WADA's second report into doping and corruption is published. It says IAAF leaders must have known about the wide scope of doping.
May 2016
The former head of Russia's anti-doping laboratory, Grigory Rodchenkov, exiled in the United States, describes an organised doping campaign including at least 15 medallists from the 2014 Sochi Winter Olympics, with the close involvement of the sports ministry and the FSB security service.
Three days after calling the claims "absurd", Russian Sports Minister Vitaly Mutko says he is "ashamed and sorry".
June 2016
Another ARD programme claims that Russian authorities have been covering up for coaches disgraced by the doping programme, directly pinpointing Mutko for his alleged involvement in the cover-up.

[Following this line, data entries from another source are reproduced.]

//! DIIS (Direct Inversion in the Iterative Subspace) acceleration,
//! spin-resolved.
//!
//! The error matrix per spin slice is the transformed commutator
//! `E = FDS - SDF`; both spin channels share one set of extrapolation
//! coefficients, obtained by minimizing `||sum c_i E_i||^2` subject to
//! `sum c_i = 1`.

extern crate nalgebra as na;

use na::{DMatrix, DVector};
use tracing::debug;

use crate::molecule::SpinMatrix;

/// Largest acceptable extrapolation coefficient magnitude. Anything beyond
/// this signals a near-singular subspace.
const COEFF_LIMIT: f64 = 20.0;

pub struct SpinDiis {
    error_matrices: Vec<SpinMatrix>,
    fock_matrices: Vec<SpinMatrix>,
    max_subspace_size: usize,
}

impl SpinDiis {
    pub fn new(max_subspace_size: usize) -> Self {
        SpinDiis {
            error_matrices: Vec::new(),
            fock_matrices: Vec::new(),
            max_subspace_size,
        }
    }

    fn error_matrix(fock: &SpinMatrix, density: &SpinMatrix, overlap: &DMatrix<f64>) -> SpinMatrix {
        let commutator = |f: &DMatrix<f64>, d: &DMatrix<f64>| {
            let fds = f * d * overlap;
            let sdf = overlap * d * f;
            fds - sdf
        };
        SpinMatrix::new(
            commutator(&fock.alpha, &density.alpha),
            commutator(&fock.beta, &density.beta),
        )
    }

    /// Push a Fock/error pair into the subspace, dropping the oldest entry
    /// once full.
    pub fn update(&mut self, fock: SpinMatrix, density: &SpinMatrix, overlap: &DMatrix<f64>) {
        let error = Self::error_matrix(&fock, density, overlap);
        if self.error_matrices.len() >= self.max_subspace_size {
            self.error_matrices.remove(0);
            self.fock_matrices.remove(0);
        }
        self.error_matrices.push(error);
        self.fock_matrices.push(fock);
    }

    /// Extrapolated Fock operator, or `None` while the subspace is too
    /// small or no well-conditioned sub-window exists.
    ///
    /// Linearly dependent error vectors make the B matrix near-singular,
    /// and the solved coefficients blow up; an extrapolation built from
    /// them departs arbitrarily far from the raw operator. The solve is
    /// retried on progressively newer suffixes of the subspace until the
    /// coefficients are sane, and the caller falls back to the raw Fock
    /// when no suffix qualifies.
    pub fn extrapolate(&self) -> Option<SpinMatrix> {
        let n = self.error_matrices.len();
        for start in 0..n {
            let len = n - start;
            if len < 2 {
                return None;
            }
            let Some(coeffs) = self.solve_window(start, len) else {
                continue;
            };
            let n_ao = self.fock_matrices[0].n_ao();
            let mut fock = SpinMatrix::zeros(n_ao);
            for (i, c) in coeffs.iter().enumerate() {
                fock.alpha += self.fock_matrices[start + i].alpha.scale(*c);
                fock.beta += self.fock_matrices[start + i].beta.scale(*c);
            }
            debug!("DIIS extrapolation with {} vectors", len);
            return Some(fock);
        }
        None
    }

    /// Solve the bordered DIIS equations over `[start, start + len)`.
    /// `None` on a singular B matrix or out-of-range coefficients.
    fn solve_window(&self, start: usize, len: usize) -> Option<Vec<f64>> {
        // B_ij = <e_i|e_j> over both spin slices, bordered by the
        // normalization constraint.
        let mut b = DMatrix::zeros(len + 1, len + 1);
        for i in 0..len {
            for j in 0..len {
                let ei = &self.error_matrices[start + i];
                let ej = &self.error_matrices[start + j];
                b[(i, j)] = ei.alpha.dot(&ej.alpha) + ei.beta.dot(&ej.beta);
            }
            b[(i, len)] = -1.0;
            b[(len, i)] = -1.0;
        }
        b[(len, len)] = 0.0;

        let mut rhs = DVector::zeros(len + 1);
        rhs[len] = -1.0;

        let solved = b.lu().solve(&rhs)?;
        let coeffs: Vec<f64> = solved.iter().take(len).copied().collect();
        if coeffs.iter().any(|c| !c.is_finite() || c.abs() > COEFF_LIMIT) {
            debug!("DIIS coefficients out of range, shrinking subspace");
            return None;
        }
        Some(coeffs)
    }

    pub fn reset(&mut self) {
        self.error_matrices.clear();
        self.fock_matrices.clear();
    }

    pub fn size(&self) -> usize {
        self.error_matrices.len()
    }
}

The IAAF Council unanimously votes to extend the ban on the Russian athletics federation, but offers an Olympic lifeline to athletes training outside the Russian system to compete in Rio as neutrals.
July 10, 2016
The IAAF clears only US-based long jumper Darya Klishina to compete in Rio, after 136 Russian athletes applied for exemption from the blanket ban. Klishina later tells AFP that she has been branded a traitor back home.
July 18, 2016
Canadian law professor Richard McLaren releases a 96-page report for WADA which outlines rampant Russian state-run doping at the Sochi Olympics and other major sports events.
The investigation finds the FSB secret service helped "the state-dictated failsafe system" carried out by the sports ministry and covering 30 sports.
WADA consequently calls for Russia to be banned from the Rio Olympics in August and urges global sports governing bodies to bar Russia until "culture change" is achieved.
IOC president Thomas Bach describes the revelations as "a shocking and unprecedented attack" on sport.
July 19, 2016
Russia's Sports Minister Vitaly Mutko is barred from attending the Rio Games and the IOC orders a disciplinary commission to look into his ministry's role detailed in the McLaren report.
The IOC puts back a decision on whether to bar Russia from Rio - barely two weeks away - and will also await a Court of Arbitration for Sports decision on an appeal by 68 Russian athletes against the IAAF blanket ban from competition. That was expected on Thursday.